◆ TASK DESCRIPTION:
Scan the records below for the line containing "pub fn with_smtp(mut" and the line containing "if let Ok(secret)". Copy both, plus every line between, exactly.

◆ Stored items from a collection:
=== Begin Enclosure ===

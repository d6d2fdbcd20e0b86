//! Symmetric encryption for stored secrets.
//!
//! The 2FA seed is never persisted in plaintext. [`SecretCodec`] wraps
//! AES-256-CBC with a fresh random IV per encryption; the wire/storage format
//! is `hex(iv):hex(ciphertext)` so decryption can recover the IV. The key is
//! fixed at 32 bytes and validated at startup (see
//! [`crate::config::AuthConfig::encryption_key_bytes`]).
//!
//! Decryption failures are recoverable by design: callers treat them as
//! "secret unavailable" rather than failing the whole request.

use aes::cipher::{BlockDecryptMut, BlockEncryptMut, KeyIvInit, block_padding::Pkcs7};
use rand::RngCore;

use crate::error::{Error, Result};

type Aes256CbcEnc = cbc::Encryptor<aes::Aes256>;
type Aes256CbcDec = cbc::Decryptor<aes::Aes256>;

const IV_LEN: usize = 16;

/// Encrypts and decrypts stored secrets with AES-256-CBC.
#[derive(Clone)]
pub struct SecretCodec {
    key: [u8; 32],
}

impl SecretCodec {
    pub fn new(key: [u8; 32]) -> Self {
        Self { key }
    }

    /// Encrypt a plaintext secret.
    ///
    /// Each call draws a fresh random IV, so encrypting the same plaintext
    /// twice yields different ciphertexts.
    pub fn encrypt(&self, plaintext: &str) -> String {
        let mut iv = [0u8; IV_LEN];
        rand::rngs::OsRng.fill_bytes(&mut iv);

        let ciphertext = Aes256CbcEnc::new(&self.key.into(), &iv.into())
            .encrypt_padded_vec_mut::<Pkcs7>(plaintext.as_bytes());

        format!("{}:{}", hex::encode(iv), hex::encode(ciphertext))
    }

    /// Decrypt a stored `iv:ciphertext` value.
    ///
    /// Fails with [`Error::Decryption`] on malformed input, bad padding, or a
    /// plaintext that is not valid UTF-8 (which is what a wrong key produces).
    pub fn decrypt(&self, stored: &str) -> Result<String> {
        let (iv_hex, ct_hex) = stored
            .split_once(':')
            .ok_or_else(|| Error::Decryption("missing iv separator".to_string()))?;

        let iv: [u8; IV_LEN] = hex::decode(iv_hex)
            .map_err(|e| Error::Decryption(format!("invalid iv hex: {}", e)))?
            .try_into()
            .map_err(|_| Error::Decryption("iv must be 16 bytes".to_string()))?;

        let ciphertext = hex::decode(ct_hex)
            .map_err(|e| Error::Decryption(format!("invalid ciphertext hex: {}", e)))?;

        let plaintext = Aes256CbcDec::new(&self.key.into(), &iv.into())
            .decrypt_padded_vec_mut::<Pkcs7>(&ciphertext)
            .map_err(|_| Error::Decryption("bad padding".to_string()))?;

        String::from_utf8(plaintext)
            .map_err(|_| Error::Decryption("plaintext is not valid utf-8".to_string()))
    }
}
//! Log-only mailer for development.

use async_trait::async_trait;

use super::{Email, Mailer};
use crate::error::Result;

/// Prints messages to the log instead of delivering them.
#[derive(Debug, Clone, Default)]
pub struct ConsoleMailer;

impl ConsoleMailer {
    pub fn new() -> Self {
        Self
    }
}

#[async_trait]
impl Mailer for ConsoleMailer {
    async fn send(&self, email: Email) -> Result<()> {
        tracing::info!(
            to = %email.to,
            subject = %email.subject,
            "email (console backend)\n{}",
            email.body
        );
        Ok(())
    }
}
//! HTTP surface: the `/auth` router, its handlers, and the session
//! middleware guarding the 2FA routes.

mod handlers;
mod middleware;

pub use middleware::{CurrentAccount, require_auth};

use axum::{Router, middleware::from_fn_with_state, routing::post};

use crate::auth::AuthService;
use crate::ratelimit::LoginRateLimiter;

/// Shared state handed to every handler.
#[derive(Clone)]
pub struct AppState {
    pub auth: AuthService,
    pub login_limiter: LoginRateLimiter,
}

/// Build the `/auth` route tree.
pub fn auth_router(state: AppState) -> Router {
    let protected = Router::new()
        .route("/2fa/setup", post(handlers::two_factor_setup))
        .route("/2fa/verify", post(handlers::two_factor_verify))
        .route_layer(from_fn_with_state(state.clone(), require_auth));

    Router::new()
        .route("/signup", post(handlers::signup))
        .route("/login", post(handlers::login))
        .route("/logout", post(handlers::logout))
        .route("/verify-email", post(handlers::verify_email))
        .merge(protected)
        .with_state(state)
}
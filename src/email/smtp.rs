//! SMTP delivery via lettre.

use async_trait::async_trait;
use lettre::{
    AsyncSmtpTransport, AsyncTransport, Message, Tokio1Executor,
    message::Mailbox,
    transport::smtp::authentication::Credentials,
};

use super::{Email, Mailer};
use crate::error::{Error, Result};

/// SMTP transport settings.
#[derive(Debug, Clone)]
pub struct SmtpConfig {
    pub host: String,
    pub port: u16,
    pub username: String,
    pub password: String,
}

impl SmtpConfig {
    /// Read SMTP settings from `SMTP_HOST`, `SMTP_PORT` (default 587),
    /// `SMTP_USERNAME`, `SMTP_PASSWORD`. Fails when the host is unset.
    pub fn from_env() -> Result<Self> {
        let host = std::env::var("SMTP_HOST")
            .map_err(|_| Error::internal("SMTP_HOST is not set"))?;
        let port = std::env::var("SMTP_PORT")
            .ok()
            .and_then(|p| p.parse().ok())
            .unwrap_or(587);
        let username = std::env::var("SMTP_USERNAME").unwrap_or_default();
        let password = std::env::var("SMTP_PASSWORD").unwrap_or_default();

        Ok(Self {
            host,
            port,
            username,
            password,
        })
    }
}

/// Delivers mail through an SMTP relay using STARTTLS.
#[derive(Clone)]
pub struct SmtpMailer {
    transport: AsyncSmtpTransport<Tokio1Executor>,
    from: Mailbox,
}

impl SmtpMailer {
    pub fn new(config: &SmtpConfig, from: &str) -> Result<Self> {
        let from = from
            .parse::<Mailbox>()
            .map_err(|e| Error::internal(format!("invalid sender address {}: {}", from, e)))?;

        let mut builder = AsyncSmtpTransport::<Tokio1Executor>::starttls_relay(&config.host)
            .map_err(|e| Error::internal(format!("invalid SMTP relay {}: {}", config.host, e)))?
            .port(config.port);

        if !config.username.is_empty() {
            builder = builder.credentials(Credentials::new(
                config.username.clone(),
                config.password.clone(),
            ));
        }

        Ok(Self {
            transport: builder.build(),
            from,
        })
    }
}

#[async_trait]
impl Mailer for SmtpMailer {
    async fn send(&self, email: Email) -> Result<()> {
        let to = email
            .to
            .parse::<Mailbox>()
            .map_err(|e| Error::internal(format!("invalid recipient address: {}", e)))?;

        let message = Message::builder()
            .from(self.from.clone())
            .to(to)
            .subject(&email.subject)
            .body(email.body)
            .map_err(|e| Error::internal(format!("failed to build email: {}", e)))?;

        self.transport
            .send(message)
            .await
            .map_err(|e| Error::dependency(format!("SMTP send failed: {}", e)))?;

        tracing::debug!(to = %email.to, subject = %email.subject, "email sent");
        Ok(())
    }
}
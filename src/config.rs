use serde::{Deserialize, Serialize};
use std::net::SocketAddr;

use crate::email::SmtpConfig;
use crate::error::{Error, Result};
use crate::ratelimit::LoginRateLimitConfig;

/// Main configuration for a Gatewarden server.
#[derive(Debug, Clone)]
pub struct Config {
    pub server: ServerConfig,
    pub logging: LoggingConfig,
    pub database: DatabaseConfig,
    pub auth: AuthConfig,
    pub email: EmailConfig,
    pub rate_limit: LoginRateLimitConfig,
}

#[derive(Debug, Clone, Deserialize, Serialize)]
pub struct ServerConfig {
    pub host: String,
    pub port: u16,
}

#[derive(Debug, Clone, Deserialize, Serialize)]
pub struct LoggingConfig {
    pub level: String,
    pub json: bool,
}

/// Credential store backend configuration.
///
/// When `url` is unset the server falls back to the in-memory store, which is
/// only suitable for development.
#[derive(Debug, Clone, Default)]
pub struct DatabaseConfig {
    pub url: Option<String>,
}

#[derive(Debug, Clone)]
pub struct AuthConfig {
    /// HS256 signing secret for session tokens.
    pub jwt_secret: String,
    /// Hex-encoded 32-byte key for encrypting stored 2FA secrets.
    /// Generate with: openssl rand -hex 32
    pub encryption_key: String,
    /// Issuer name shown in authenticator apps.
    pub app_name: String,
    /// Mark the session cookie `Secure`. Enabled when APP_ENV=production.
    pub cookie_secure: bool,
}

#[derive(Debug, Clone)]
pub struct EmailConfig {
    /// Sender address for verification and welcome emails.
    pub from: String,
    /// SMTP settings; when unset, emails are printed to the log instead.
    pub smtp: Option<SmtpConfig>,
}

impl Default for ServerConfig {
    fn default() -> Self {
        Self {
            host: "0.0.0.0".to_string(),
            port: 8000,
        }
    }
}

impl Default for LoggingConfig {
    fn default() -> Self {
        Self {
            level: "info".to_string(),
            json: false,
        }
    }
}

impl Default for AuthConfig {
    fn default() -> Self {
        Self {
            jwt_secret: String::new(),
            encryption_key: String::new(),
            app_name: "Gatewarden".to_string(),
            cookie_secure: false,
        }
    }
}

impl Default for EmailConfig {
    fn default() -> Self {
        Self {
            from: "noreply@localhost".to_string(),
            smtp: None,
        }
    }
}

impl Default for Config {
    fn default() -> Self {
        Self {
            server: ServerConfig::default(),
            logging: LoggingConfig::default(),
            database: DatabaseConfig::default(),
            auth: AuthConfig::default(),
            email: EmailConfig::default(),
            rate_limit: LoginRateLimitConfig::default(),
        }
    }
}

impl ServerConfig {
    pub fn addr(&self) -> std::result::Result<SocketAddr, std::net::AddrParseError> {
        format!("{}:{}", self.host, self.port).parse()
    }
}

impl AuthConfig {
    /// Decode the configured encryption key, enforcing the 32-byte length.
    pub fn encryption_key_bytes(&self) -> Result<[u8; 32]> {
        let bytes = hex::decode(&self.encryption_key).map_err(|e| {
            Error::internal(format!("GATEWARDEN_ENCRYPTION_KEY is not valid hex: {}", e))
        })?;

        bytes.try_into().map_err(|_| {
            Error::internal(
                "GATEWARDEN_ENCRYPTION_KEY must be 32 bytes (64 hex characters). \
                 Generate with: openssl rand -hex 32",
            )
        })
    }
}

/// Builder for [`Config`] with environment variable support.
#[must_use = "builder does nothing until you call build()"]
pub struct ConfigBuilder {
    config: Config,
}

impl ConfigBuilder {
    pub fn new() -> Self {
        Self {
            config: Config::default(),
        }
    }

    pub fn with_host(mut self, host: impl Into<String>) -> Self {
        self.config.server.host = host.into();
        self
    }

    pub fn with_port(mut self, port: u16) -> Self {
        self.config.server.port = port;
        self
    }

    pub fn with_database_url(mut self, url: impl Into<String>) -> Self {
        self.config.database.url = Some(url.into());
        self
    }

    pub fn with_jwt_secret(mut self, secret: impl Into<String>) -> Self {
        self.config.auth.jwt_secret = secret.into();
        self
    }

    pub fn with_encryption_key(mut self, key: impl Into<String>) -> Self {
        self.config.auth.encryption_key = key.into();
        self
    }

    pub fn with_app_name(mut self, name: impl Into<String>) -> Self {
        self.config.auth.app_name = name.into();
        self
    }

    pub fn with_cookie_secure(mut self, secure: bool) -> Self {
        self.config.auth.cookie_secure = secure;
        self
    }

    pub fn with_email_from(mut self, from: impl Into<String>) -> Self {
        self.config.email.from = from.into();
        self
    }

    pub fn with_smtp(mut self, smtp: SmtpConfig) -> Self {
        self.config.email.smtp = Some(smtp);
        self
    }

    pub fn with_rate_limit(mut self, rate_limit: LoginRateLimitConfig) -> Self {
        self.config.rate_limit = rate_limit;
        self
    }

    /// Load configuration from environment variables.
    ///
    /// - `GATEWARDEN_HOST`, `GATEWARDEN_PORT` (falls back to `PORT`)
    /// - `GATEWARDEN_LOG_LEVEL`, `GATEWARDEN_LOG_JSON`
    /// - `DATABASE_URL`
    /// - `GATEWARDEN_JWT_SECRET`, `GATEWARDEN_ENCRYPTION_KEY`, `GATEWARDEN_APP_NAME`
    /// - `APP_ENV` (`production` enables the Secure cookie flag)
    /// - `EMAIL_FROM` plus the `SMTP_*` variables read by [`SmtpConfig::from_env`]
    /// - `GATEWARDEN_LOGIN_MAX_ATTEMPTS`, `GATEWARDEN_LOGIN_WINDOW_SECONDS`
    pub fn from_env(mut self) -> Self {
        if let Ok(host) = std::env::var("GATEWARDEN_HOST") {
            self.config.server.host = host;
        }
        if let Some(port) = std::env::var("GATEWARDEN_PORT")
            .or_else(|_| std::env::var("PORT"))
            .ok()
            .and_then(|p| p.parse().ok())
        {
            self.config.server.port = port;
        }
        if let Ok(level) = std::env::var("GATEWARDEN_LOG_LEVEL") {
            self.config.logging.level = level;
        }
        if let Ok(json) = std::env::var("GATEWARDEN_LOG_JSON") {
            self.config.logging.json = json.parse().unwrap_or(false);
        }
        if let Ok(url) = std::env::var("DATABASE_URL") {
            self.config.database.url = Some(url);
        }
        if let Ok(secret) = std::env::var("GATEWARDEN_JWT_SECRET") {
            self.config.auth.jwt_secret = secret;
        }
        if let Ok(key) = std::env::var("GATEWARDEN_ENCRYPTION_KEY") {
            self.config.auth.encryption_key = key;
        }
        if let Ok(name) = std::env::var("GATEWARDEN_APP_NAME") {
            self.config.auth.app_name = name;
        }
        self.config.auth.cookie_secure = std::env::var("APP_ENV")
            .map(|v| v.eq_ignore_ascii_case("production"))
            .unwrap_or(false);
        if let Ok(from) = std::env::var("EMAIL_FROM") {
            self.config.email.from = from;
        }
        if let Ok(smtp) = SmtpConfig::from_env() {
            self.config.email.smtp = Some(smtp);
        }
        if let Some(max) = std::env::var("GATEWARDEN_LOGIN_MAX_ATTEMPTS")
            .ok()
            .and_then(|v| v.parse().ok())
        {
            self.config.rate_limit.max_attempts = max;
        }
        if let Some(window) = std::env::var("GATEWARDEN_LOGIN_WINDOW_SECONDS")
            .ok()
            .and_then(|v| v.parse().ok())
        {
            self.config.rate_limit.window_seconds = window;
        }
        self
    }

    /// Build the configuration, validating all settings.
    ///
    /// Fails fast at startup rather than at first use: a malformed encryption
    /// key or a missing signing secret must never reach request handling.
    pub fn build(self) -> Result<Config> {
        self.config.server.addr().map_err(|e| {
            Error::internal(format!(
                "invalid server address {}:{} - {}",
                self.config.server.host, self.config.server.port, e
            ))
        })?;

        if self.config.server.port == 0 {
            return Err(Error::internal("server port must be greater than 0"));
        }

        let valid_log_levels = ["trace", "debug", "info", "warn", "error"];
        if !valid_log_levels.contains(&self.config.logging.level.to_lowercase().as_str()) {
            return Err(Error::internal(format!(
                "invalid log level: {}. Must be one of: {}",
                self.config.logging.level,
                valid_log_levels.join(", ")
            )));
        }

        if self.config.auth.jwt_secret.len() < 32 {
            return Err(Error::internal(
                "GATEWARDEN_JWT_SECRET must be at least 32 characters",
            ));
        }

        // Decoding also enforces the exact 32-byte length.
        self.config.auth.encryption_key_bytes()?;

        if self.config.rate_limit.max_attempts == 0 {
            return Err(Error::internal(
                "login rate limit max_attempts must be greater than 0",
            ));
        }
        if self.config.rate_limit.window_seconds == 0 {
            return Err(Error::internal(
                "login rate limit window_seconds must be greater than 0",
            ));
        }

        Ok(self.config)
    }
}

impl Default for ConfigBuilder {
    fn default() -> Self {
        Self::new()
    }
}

=== End Enclosure ===

◆ RESPONSE BELOW:
    pub fn with_smtp(mut self, smtp: SmtpConfig) -> Self {
        self.config.email.smtp = Some(smtp);
        self
    }

    pub fn with_rate_limit(mut self, rate_limit: LoginRateLimitConfig) -> Self {
        self.config.rate_limit = rate_limit;
        self
    }

    /// Load configuration from environment variables.
    ///
    /// - `GATEWARDEN_HOST`, `GATEWARDEN_PORT` (falls back to `PORT`)
    /// - `GATEWARDEN_LOG_LEVEL`, `GATEWARDEN_LOG_JSON`
    /// - `DATABASE_URL`
    /// - `GATEWARDEN_JWT_SECRET`, `GATEWARDEN_ENCRYPTION_KEY`, `GATEWARDEN_APP_NAME`
    /// - `APP_ENV` (`production` enables the Secure cookie flag)
    /// - `EMAIL_FROM` plus the `SMTP_*` variables read by [`SmtpConfig::from_env`]
    /// - `GATEWARDEN_LOGIN_MAX_ATTEMPTS`, `GATEWARDEN_LOGIN_WINDOW_SECONDS`
    pub fn from_env(mut self) -> Self {
        if let Ok(host) = std::env::var("GATEWARDEN_HOST") {
            self.config.server.host = host;
        }
        if let Some(port) = std::env::var("GATEWARDEN_PORT")
            .or_else(|_| std::env::var("PORT"))
            .ok()
            .and_then(|p| p.parse().ok())
        {
            self.config.server.port = port;
        }
        if let Ok(level) = std::env::var("GATEWARDEN_LOG_LEVEL") {
            self.config.logging.level = level;
        }
        if let Ok(json) = std::env::var("GATEWARDEN_LOG_JSON") {
            self.config.logging.json = json.parse().unwrap_or(false);
        }
        if let Ok(url) = std::env::var("DATABASE_URL") {
            self.config.database.url = Some(url);
        }
        if let Ok(secret) = std::env::var("GATEWARDEN_JWT_SECRET") {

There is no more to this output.